Binding of CTCF, Nipbl and cohesin (Stag1 and Scc1) at the convergently transcribed genes Mier1 and Slc35d1 (a) and Mllt1 and Dnajc1 (b) was determined by ChIP-seq analysis in WT MEFs, Ctcf, Smc3 and Wapl KO MEFs and Ctcf Wapl DKO MEFs. c,d. Time course analysis of the appearance of cohesin islands upon Ctcf and Wapl deletion in Adeno-Cre infected MEFs. c, Scc1 accumulation in the 3’ region of the convergently transcribed Usp47 and Dkk3 genes at the indicated days after Adeno-Cre infection. d, Density profiles of Scc1 accumulation at convergently transcribed genes in response to Adeno-Cre infection. Scc1 binding was centered in the middle of the intervening region between gene pairs with a similarly strong transcription activity (TPM > 5).

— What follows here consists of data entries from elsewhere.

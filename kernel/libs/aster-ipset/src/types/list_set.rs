// SPDX-License-Identifier: MPL-2.0

//! The `list:set` set type: an ordered list of other sets.
//!
//! Every member is held by a reference on its table slot, so a member can
//! be neither destroyed nor renamed while it is listed. Packet-path
//! operations are forwarded to the members in order.

use crate::{
    family::{NfProto, SetName},
    netlink::{AdtAttrClass, AttrWriter, CreateAttrClass, DataAttr, IpsetAttrClass},
    packet::KadtArgs,
    prelude::*,
    set_type::{CreateParams, ListProgress, SetFeatures, SetType, SetVariant},
    table::{SetId, SetTable, SetTableGuard, IPSET_INVALID_ID},
};

pub const TYPE_NAME: &str = "list:set";

const DEFAULT_SIZE: u32 = 8;
const MIN_SIZE: u32 = 4;

/// Insert before the reference member instead of after it.
const IPSET_FLAG_BEFORE: u32 = 1 << 0;

pub fn set_type() -> SetType {
    SetType::new(
        TYPE_NAME,
        NfProto::Unspec,
        0,
        1,
        SetFeatures::TYPE_NAME | SetFeatures::DUMP_LAST,
        ListSet::create,
    )
}

/// Errors private to `list:set`.
///
/// Reference: <https://elixir.bootlin.com/linux/v6.13/source/include/uapi/linux/netfilter/ipset/ip_set_list.h#L8>.
#[derive(Debug, Clone, Copy, PartialEq, Eq)]
#[repr(u8)]
pub enum ListError {
    Name = 0,
    Loop = 1,
    Before = 2,
    NameRef = 3,
    ListFull = 4,
    RefExist = 5,
}

impl From<ListError> for Error {
    fn from(err: ListError) -> Self {
        let msg = match err {
            ListError::Name => "the member set does not exist",
            ListError::Loop => "a list cannot contain a list",
            ListError::Before => "the reference set is missing",
            ListError::NameRef => "the reference set does not exist",
            ListError::ListFull => "the list is full",
            ListError::RefExist => "the reference set is not a member",
        };
        Error::type_specific(err as u8, msg)
    }
}

#[derive(Debug)]
pub struct ListSet {
    size: u32,
    members: Vec<SetId>,
}

/// The decoded data of an add, del or test request.
struct Element {
    name: SetName,
    before: bool,
    nameref: Option<SetName>,
}

impl Element {
    fn parse(data: &[DataAttr]) -> Result<Self> {
        let mut name = None;
        let mut nameref = None;
        let mut before = false;

        for attr in data {
            match attr {
                DataAttr::Name(set) => name = Some(set.clone()),
                DataAttr::NameRef(set) => nameref = Some(set.clone()),
                DataAttr::CadtFlags(flags) => before = flags & IPSET_FLAG_BEFORE != 0,
                DataAttr::Timeout(_) => {
                    return_errno_with_message!(Errno::IPSET_ERR_TIMEOUT, "timeouts are not supported")
                }
                _ => {}
            }
        }

        let Some(name) = name else {
            return_errno_with_message!(Errno::IPSET_ERR_PROTOCOL, "the member name is missing");
        };
        if before && nameref.is_none() {
            return Err(ListError::Before.into());
        }

        Ok(Self {
            name,
            before,
            nameref,
        })
    }
}

impl ListSet {
    pub fn create(params: &CreateParams<'_>) -> Result<Box<dyn SetVariant>> {
        let size = params
            .data
            .iter()
            .find_map(|attr| match attr {
                DataAttr::Size(size) => Some(*size),
                _ => None,
            })
            .unwrap_or(DEFAULT_SIZE)
            .max(MIN_SIZE);

        Ok(Box::new(Self {
            size,
            members: Vec::with_capacity(size as usize),
        }))
    }

    fn position(&self, id: SetId) -> Option<usize> {
        self.members.iter().position(|member| *member == id)
    }

    /// Finds the insertion point of an element, relative to its reference member.
    fn insert_pos(&self, elem: &Element, table: &SetTableGuard<'_>) -> Result<usize> {
        let Some(nameref) = elem.nameref.as_ref() else {
            return Ok(self.members.len());
        };

        let ref_id = table.find_set_id(nameref.as_str());
        if ref_id == IPSET_INVALID_ID {
            return Err(ListError::NameRef.into());
        }
        let Some(pos) = self.position(ref_id) else {
            return Err(ListError::RefExist.into());
        };

        Ok(if elem.before { pos } else { pos + 1 })
    }

    fn add_member(&mut self, elem: &Element, id: SetId, table: &SetTableGuard<'_>) -> Result<()> {
        let Some(set) = table.table().set_by_id(id) else {
            return Err(ListError::Name.into());
        };
        if set.set_type().features().contains(SetFeatures::DUMP_LAST) {
            return Err(ListError::Loop.into());
        }
        if self.position(id).is_some() {
            return_errno_with_message!(Errno::IPSET_ERR_EXIST, "the set is already a member");
        }

        let pos = self.insert_pos(elem, table)?;
        if self.members.len() >= self.size as usize {
            return Err(ListError::ListFull.into());
        }

        self.members.insert(pos, id);
        Ok(())
    }

    fn release_all(&mut self, table: &SetTableGuard<'_>) {
        for id in self.members.drain(..) {
            table.put(id);
        }
    }
}

impl SetVariant for ListSet {
    fn ktest(&self, args: &KadtArgs<'_>) -> Result<bool> {
        Ok(self
            .members
            .iter()
            .any(|id| args.table.test(*id, args.pkt, args.family, args.dim, args.flags)))
    }

    fn kadd(&mut self, args: &KadtArgs<'_>) -> Result<()> {
        for id in self.members.iter() {
            if args
                .table
                .add(*id, args.pkt, args.family, args.dim, args.flags)
                .is_ok()
            {
                return Ok(());
            }
        }
        return_errno_with_message!(Errno::EINVAL, "no member accepts the packet");
    }

    fn kdel(&mut self, args: &KadtArgs<'_>) -> Result<()> {
        for id in self.members.iter() {
            if args
                .table
                .del(*id, args.pkt, args.family, args.dim, args.flags)
                .is_ok()
            {
                return Ok(());
            }
        }
        return_errno_with_message!(Errno::EINVAL, "no member accepts the packet");
    }

    fn utest(&self, data: &[DataAttr], table: &SetTableGuard<'_>) -> Result<bool> {
        let elem = Element::parse(data)?;
        let id = table.find_set_id(elem.name.as_str());
        if id == IPSET_INVALID_ID {
            return Err(ListError::Name.into());
        }

        let Some(pos) = self.position(id) else {
            return Ok(false);
        };
        let Some(nameref) = elem.nameref.as_ref() else {
            return Ok(true);
        };

        // The member must sit right next to the reference set.
        let neighbour = if elem.before {
            self.members.get(pos + 1)
        } else {
            pos.checked_sub(1).and_then(|pos| self.members.get(pos))
        };
        Ok(neighbour.is_some_and(|id| table.find_set_id(nameref.as_str()) == *id))
    }

    fn uadd(&mut self, data: &[DataAttr], table: &SetTableGuard<'_>) -> Result<()> {
        let elem = Element::parse(data)?;
        let Some(id) = table.get_by_name(elem.name.as_str()) else {
            return Err(ListError::Name.into());
        };

        let res = self.add_member(&elem, id, table);
        if res.is_err() {
            table.put(id);
        }
        res
    }

    fn udel(&mut self, data: &[DataAttr], table: &SetTableGuard<'_>) -> Result<()> {
        let elem = Element::parse(data)?;
        let id = table.find_set_id(elem.name.as_str());
        if id == IPSET_INVALID_ID {
            return Err(ListError::Name.into());
        }
        let Some(pos) = self.position(id) else {
            return_errno_with_message!(Errno::IPSET_ERR_EXIST, "the set is not a member");
        };

        if let Some(nameref) = elem.nameref.as_ref() {
            let ref_id = table.find_set_id(nameref.as_str());
            if ref_id == IPSET_INVALID_ID {
                return Err(ListError::NameRef.into());
            }
            let neighbour = if elem.before {
                self.members.get(pos + 1)
            } else {
                pos.checked_sub(1).and_then(|pos| self.members.get(pos))
            };
            if neighbour != Some(&ref_id) {
                return_errno_with_message!(Errno::IPSET_ERR_EXIST, "the set is not a member");
            }
        }

        self.members.remove(pos);
        table.put(id);
        Ok(())
    }

    fn flush(&mut self, table: &SetTableGuard<'_>) {
        self.release_all(table);
    }

    fn destroy(&mut self, table: &SetTableGuard<'_>) {
        self.release_all(table);
    }

    fn head(&self, writer: &mut AttrWriter) -> Result<()> {
        writer.put_be32(CreateAttrClass::SIZE as u16, self.size)?;
        let memsize = size_of::<Self>() + self.members.capacity() * size_of::<SetId>();
        writer.put_be32(CreateAttrClass::MEMSIZE as u16, memsize as u32)
    }

    fn list(
        &self,
        writer: &mut AttrWriter,
        cursor: &mut usize,
        table: &SetTable,
    ) -> Result<ListProgress> {
        for id in self.members.iter().skip(*cursor) {
            let Some(set) = table.set_by_id(*id) else {
                *cursor += 1;
                continue;
            };

            let Ok(mark) = writer.nest_start(IpsetAttrClass::DATA as u16) else {
                return Ok(ListProgress::More);
            };
            if writer
                .put_string(AdtAttrClass::NAME as u16, set.name().as_str())
                .is_err()
            {
                writer.nest_cancel(mark);
                return Ok(ListProgress::More);
            }
            writer.nest_end(mark);
            *cursor += 1;
        }

        Ok(ListProgress::Done)
    }

    fn same_set(&self, other: &dyn SetVariant) -> bool {
        other
            .as_any()
            .downcast_ref::<Self>()
            .is_some_and(|other| self.size == other.size)
    }

    fn as_any(&self) -> &dyn Any {
        self
    }
}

Extended Data Figure 8. Cohesin islands at isolated genes depend on gene transcription.

Extended Data Figure 8

a, Similar transcriptional activity of individual genes in WT and Ctcf Wapl DKO MEFs. GRO-seq data are shown for three different gene regions in Ctcf fl/fl Wapl fl/fl MEFs before and after Adeno-Cre infection. b. Density profiles of Scc1 accumulation in wild-type and Ctcf Wapl DKO cells at all wild-type cohesin peaks (28,334) or at overlapping canonical peaks (10,390) identified by peak calling in WT and Ctcf Wapl DKO cells. c, The transcriptional activity determines the amount of cohesin accumulation in the 3’ region of isolated genes lacking a neighboring downstream gene. Density profiles of Scc1 binding are shown for 5 groups of genes with decreasing GRO-seq signals (TPM value of > 9, 5-9, 3-5, 1-3 and < 1). d, For better visualization of cohesin islands in Wapl KO cells, we restricted our analysis on genes that were > 15kb in length and highly expressed (TPM > 5). The genes were further filtered based on the presence of a cohesin island in Ctcf Wapl KO cells and based on the absence of any intragenic CTCF site (assuming that a CTCF site might prevent proper cohesin pushing along the DNA). Density profiles of Scc1 in wild-type (WT, black), Wapl KO (green) and Ctcf Wapl KO (turquoise) cells are shown. e, Examples of cohesin islands formation in Wapl KO cells is shown for the A230046K03Rik/Appl2 locus.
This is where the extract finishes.